Action item> From the records, pick out and copy each line containing "derive".

Input material>
—————
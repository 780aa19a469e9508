//! Bytecode instruction set and its bit-exact 32-bit encoding.
//!
//! ```text
//!  31        23 22        14 13      6 5      0
//! +------------+------------+---------+--------+
//! |     B      |     C      |    A    | opcode |   iABC
//! +------------+------------+---------+--------+
//! |           Bx            |    A    | opcode |   iABx / iAsBx
//! +-------------------------+---------+--------+
//! ```
//!
//! B and C are 9 bits wide. When an instruction accepts an "RK" operand,
//! a value with bit 8 set names literal `x & 0xFF` instead of register `x`.
//! sBx is stored biased by `MAX_SBX`.

use crate::{Error, MAX_BX, MAX_RK_CONSTANT};
use std::fmt;

const SIZE_OP: u32 = 6;
const SIZE_A: u32 = 8;
const SIZE_B: u32 = 9;
const SIZE_C: u32 = 9;

const POS_A: u32 = SIZE_OP;
const POS_C: u32 = POS_A + SIZE_A;
const POS_B: u32 = POS_C + SIZE_C;
const POS_BX: u32 = POS_C;

const MASK_OP: u32 = (1 << SIZE_OP) - 1;
const MASK_A: u32 = (1 << SIZE_A) - 1;
const MASK_B: u32 = (1 << SIZE_B) - 1;
const MASK_C: u32 = (1 << SIZE_C) - 1;

/// Largest value of a B or C operand
pub const MAX_BC: u16 = (1 << SIZE_B) - 1;

/// Bias of the signed sBx operand
pub const MAX_SBX: i32 = (MAX_BX >> 1) as i32;

/// Marks an RK operand as a literal-pool index
pub const RK_CONSTANT: u16 = 1 << (SIZE_B - 1);

/// Addressing mode of an opcode, used for decoding and disassembly
#[derive(Debug, Clone, Copy, PartialEq, Eq)]
pub enum OpMode {
    A,
    AB,
    ABC,
    ABx,
    AsBx,
}

macro_rules! opcodes {
    ($( $(#[$doc:meta])* $name:ident = $mnemonic:literal, $mode:ident; )+) => {
        #[derive(Debug, Clone, Copy, PartialEq, Eq, Hash)]
        #[repr(u8)]
        pub enum OpCode {
            $( $(#[$doc])* $name, )+
        }

        impl OpCode {
            const ALL: &'static [OpCode] = &[ $( OpCode::$name, )+ ];

            pub fn mnemonic(self) -> &'static str {
                match self {
                    $( OpCode::$name => $mnemonic, )+
                }
            }

            pub fn mode(self) -> OpMode {
                match self {
                    $( OpCode::$name => OpMode::$mode, )+
                }
            }

            pub fn from_u8(byte: u8) -> Option<OpCode> {
                Self::ALL.get(usize::from(byte)).copied()
            }
        }
    };
}

opcodes! {
    /// R(A) := R(B)
    Move = "MOVE", AB;
    /// R(A) := K(Bx)
    LoadK = "LOADK", ABx;
    /// R(A) := (B != 0); if C != 0 then pc++
    LoadBool = "LOADBOOL", ABC;
    /// R(A) ..= R(B) := nil
    LoadNil = "LOADNIL", AB;
    /// R(A) := upvalue described by variable B
    GetUpval = "GETUPVAL", AB;
    /// upvalue described by variable B := R(A)
    SetUpval = "SETUPVAL", AB;
    /// R(A) := global named by K(Bx)
    GetGlobal = "GETGLOBAL", ABx;
    /// global named by K(Bx) := R(A)
    SetGlobal = "SETGLOBAL", ABx;
    /// R(A) := RK(B) + RK(C)
    Add = "ADD", ABC;
    Sub = "SUB", ABC;
    Mul = "MUL", ABC;
    Div = "DIV", ABC;
    /// R(A) := RK(B) modulo RK(C), sign of the divisor
    Mod = "MOD", ABC;
    /// R(A) := RK(B) remainder RK(C), sign of the dividend
    Rem = "REM", ABC;
    /// R(A) := -R(B)
    Unm = "UNM", AB;
    /// R(A) := not R(B)
    Not = "NOT", AB;
    /// if (RK(B) eqv RK(C)) != A then pc++
    Eq = "EQ", ABC;
    /// if (RK(B) = RK(C)) != A then pc++, comparing as numbers
    NumEq = "EQNUM", ABC;
    /// if (RK(B) < RK(C)) != A then pc++
    Lt = "LT", ABC;
    /// if (RK(B) <= RK(C)) != A then pc++
    Le = "LE", ABC;
    /// if truthy(R(A)) != C then pc++
    Test = "TEST", ABC;
    /// if truthy(R(B)) == C then R(A) := R(B) else pc++
    TestSet = "TESTSET", ABC;
    /// pc += sBx
    Jmp = "JMP", AsBx;
    /// R(A) := R(A)(R(A+1), ..., R(A+B-1)); C - 1 results are kept
    Call = "CALL", ABC;
    /// return R(A) when B == 2, nothing when B == 1
    Return = "RETURN", AB;
    /// R(A) := closure over template K(Bx) and the current frame
    Closure = "CLOSURE", ABx;
    /// R(A) := (RK(B) . RK(C))
    Cons = "CONS", ABC;
    /// R(A) := car of R(B)
    Car = "CAR", AB;
    /// R(A) := cdr of R(B)
    Cdr = "CDR", AB;
}

/// One encoded instruction word.
#[derive(Clone, Copy, PartialEq, Eq, Hash)]
pub struct Instruction(u32);

fn check_bc(op: OpCode, operand: u16) -> Result<u32, Error> {
    if operand > MAX_BC {
        return Err(Error::Compile(format!(
            "operand {operand} of {} exceeds {MAX_BC}",
            op.mnemonic()
        )));
    }
    Ok(u32::from(operand))
}

impl Instruction {
    pub fn abc(op: OpCode, a: u8, b: u16, c: u16) -> Result<Self, Error> {
        let b = check_bc(op, b)?;
        let c = check_bc(op, c)?;
        Ok(Instruction(
            op as u32 | u32::from(a) << POS_A | c << POS_C | b << POS_B,
        ))
    }

    pub fn ab(op: OpCode, a: u8, b: u16) -> Result<Self, Error> {
        Self::abc(op, a, b, 0)
    }

    pub fn abx(op: OpCode, a: u8, bx: u32) -> Result<Self, Error> {
        if bx as usize > MAX_BX {
            return Err(Error::Compile(format!(
                "literal index {bx} of {} exceeds {MAX_BX}",
                op.mnemonic()
            )));
        }
        Ok(Instruction(op as u32 | u32::from(a) << POS_A | bx << POS_BX))
    }

    pub fn asbx(op: OpCode, a: u8, sbx: i32) -> Result<Self, Error> {
        let biased = sbx
            .checked_add(MAX_SBX)
            .and_then(|b| u32::try_from(b).ok())
            .filter(|&b| b as usize <= MAX_BX)
            .ok_or_else(|| Error::Compile(format!("jump displacement {sbx} out of range")))?;
        Self::abx(op, a, biased)
    }

    /// Decode the opcode; a word that names no opcode is a corrupted template
    pub fn opcode(self) -> OpCode {
        let byte = (self.0 & MASK_OP) as u8;
        OpCode::from_u8(byte)
            .unwrap_or_else(|| panic!("invalid opcode {byte} in instruction {:#010x}", self.0))
    }

    pub fn a(self) -> u8 {
        ((self.0 >> POS_A) & MASK_A) as u8
    }

    pub fn b(self) -> u16 {
        ((self.0 >> POS_B) & MASK_B) as u16
    }

    pub fn c(self) -> u16 {
        ((self.0 >> POS_C) & MASK_C) as u16
    }

    pub fn bx(self) -> u32 {
        self.0 >> POS_BX
    }

    pub fn sbx(self) -> i32 {
        self.bx() as i32 - MAX_SBX
    }

    /// Replace the jump displacement of a `JMP`, keeping its other fields
    pub fn with_sbx(self, sbx: i32) -> Result<Self, Error> {
        Self::asbx(self.opcode(), self.a(), sbx)
    }

    pub fn raw(self) -> u32 {
        self.0
    }

    pub fn from_raw(word: u32) -> Self {
        Instruction(word)
    }
}

/// Encode literal `index` as an RK operand, if it fits
pub fn rk_constant(index: usize) -> Option<u16> {
    (index <= MAX_RK_CONSTANT).then(|| RK_CONSTANT | index as u16)
}

pub fn is_constant(operand: u16) -> bool {
    operand & RK_CONSTANT != 0
}

pub fn constant_index(operand: u16) -> usize {
    usize::from(operand & !RK_CONSTANT)
}

fn write_rk(f: &mut fmt::Formatter<'_>, operand: u16) -> fmt::Result {
    if is_constant(operand) {
        write!(f, "K{}", constant_index(operand))
    } else {
        write!(f, "R{operand}")
    }
}

impl fmt::Display for Instruction {
    fn fmt(&self, f: &mut fmt::Formatter<'_>) -> fmt::Result {
        let op = self.opcode();
        write!(f, "{:<10}", op.mnemonic())?;
        match op {
            OpCode::Add
            | OpCode::Sub
            | OpCode::Mul
            | OpCode::Div
            | OpCode::Mod
            | OpCode::Rem
            | OpCode::Cons => {
                write!(f, "R{} ", self.a())?;
                write_rk(f, self.b())?;
                write!(f, " ")?;
                write_rk(f, self.c())
            }
            OpCode::Eq | OpCode::NumEq | OpCode::Lt | OpCode::Le => {
                write!(f, "{} ", self.a())?;
                write_rk(f, self.b())?;
                write!(f, " ")?;
                write_rk(f, self.c())
            }
            OpCode::LoadK | OpCode::Closure => write!(f, "R{} K{}", self.a(), self.bx()),
            OpCode::GetGlobal | OpCode::SetGlobal => write!(f, "R{} K{}", self.a(), self.bx()),
            OpCode::GetUpval | OpCode::SetUpval => write!(f, "R{} V{}", self.a(), self.b()),
            OpCode::Test => write!(f, "R{} {}", self.a(), self.c()),
            OpCode::Return => write!(f, "R{} {}", self.a(), self.b()),
            OpCode::Jmp => write!(f, "{:+}", self.sbx()),
            _ => match op.mode() {
                OpMode::A => write!(f, "R{}", self.a()),
                OpMode::AB => write!(f, "R{} R{}", self.a(), self.b()),
                OpMode::ABC => write!(f, "R{} {} {}", self.a(), self.b(), self.c()),
                OpMode::ABx => write!(f, "R{} {}", self.a(), self.bx()),
                OpMode::AsBx => write!(f, "R{} {:+}", self.a(), self.sbx()),
            },
        }
    }
}

impl fmt::Debug for Instruction {
    fn fmt(&self, f: &mut fmt::Formatter<'_>) -> fmt::Result {
        write!(f, "Instruction({self})")
    }
}

#[cfg(test)]
#[expect(clippy::unwrap_used)] // test code OK
mod tests {
    use super::*;

    #[test]
    fn test_field_layout_is_bit_exact() {
        let instruction = Instruction::abc(OpCode::Add, 3, 0x101, 7).unwrap();
        let word = instruction.raw();
        assert_eq!(word & 0x3F, OpCode::Add as u32);
        assert_eq!((word >> 6) & 0xFF, 3);
        assert_eq!((word >> 14) & 0x1FF, 7);
        assert_eq!(word >> 23, 0x101);

        let instruction = Instruction::abx(OpCode::LoadK, 255, MAX_BX as u32).unwrap();
        assert_eq!(instruction.raw() >> 14, MAX_BX as u32);
        assert_eq!(instruction.a(), 255);
    }

    #[test]
    fn test_operand_decoding() {
        // (instruction, a, b, c)
        let cases = vec![
            (Instruction::abc(OpCode::Call, 4, 3, 2).unwrap(), 4, 3, 2),
            (Instruction::ab(OpCode::Move, 0, 511).unwrap(), 0, 511, 0),
            (Instruction::abc(OpCode::LoadBool, 9, 1, 1).unwrap(), 9, 1, 1),
        ];
        for (i, (instruction, a, b, c)) in cases.into_iter().enumerate() {
            assert_eq!(instruction.a(), a, "#{}", i + 1);
            assert_eq!(instruction.b(), b, "#{}", i + 1);
            assert_eq!(instruction.c(), c, "#{}", i + 1);
        }
    }

    #[test]
    fn test_signed_jump_displacement() {
        for sbx in [0, 1, -1, 1000, -1000, MAX_SBX, -MAX_SBX] {
            let jump = Instruction::asbx(OpCode::Jmp, 0, sbx).unwrap();
            assert_eq!(jump.sbx(), sbx);
            assert_eq!(jump.opcode(), OpCode::Jmp);
        }
        let patched = Instruction::asbx(OpCode::Jmp, 0, 0)
            .unwrap()
            .with_sbx(-5)
            .unwrap();
        assert_eq!(patched.sbx(), -5);
    }

    #[test]
    fn test_operand_overflow_is_an_error() {
        assert!(matches!(
            Instruction::abc(OpCode::Add, 0, 512, 0),
            Err(Error::Compile(_))
        ));
        assert!(matches!(
            Instruction::abx(OpCode::LoadK, 0, MAX_BX as u32 + 1),
            Err(Error::Compile(_))
        ));
        assert!(matches!(
            Instruction::asbx(OpCode::Jmp, 0, MAX_SBX + 2),
            Err(Error::Compile(_))
        ));
        assert!(matches!(
            Instruction::asbx(OpCode::Jmp, 0, -MAX_SBX - 1),
            Err(Error::Compile(_))
        ));
    }

    #[test]
    fn test_rk_operands() {
        assert_eq!(rk_constant(0), Some(256));
        assert_eq!(rk_constant(255), Some(511));
        assert_eq!(rk_constant(256), None);
        assert!(is_constant(300));
        assert!(!is_constant(255));
        assert_eq!(constant_index(300), 44);
    }

    #[test]
    fn test_every_opcode_round_trips_through_its_byte() {
        for (i, op) in OpCode::ALL.iter().enumerate() {
            assert_eq!(OpCode::from_u8(i as u8), Some(*op));
            assert_eq!(*op as usize, i);
        }
        assert!(OpCode::ALL.len() <= 64);
        assert_eq!(OpCode::from_u8(63), None);
    }

    #[test]
    fn test_display() {
        let cases = vec![
            (Instruction::abc(OpCode::Add, 1, 2, 257).unwrap(), "ADD       R1 R2 K1"),
            (Instruction::abx(OpCode::LoadK, 0, 3).unwrap(), "LOADK     R0 K3"),
            (Instruction::asbx(OpCode::Jmp, 0, -2).unwrap(), "JMP       -2"),
            (Instruction::ab(OpCode::Return, 0, 2).unwrap(), "RETURN    R0 2"),
            (Instruction::abc(OpCode::NumEq, 0, 1, 256).unwrap(), "EQNUM     0 R1 K0"),
        ];
        for (i, (instruction, expected)) in cases.into_iter().enumerate() {
            assert_eq!(instruction.to_string(), expected, "#{}", i + 1);
        }
    }
}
—————
Solved problem>
#[derive(Debug, Clone, Copy, PartialEq, Eq)]
        #[derive(Debug, Clone, Copy, PartialEq, Eq, Hash)]
#[derive(Clone, Copy, PartialEq, Eq, Hash)]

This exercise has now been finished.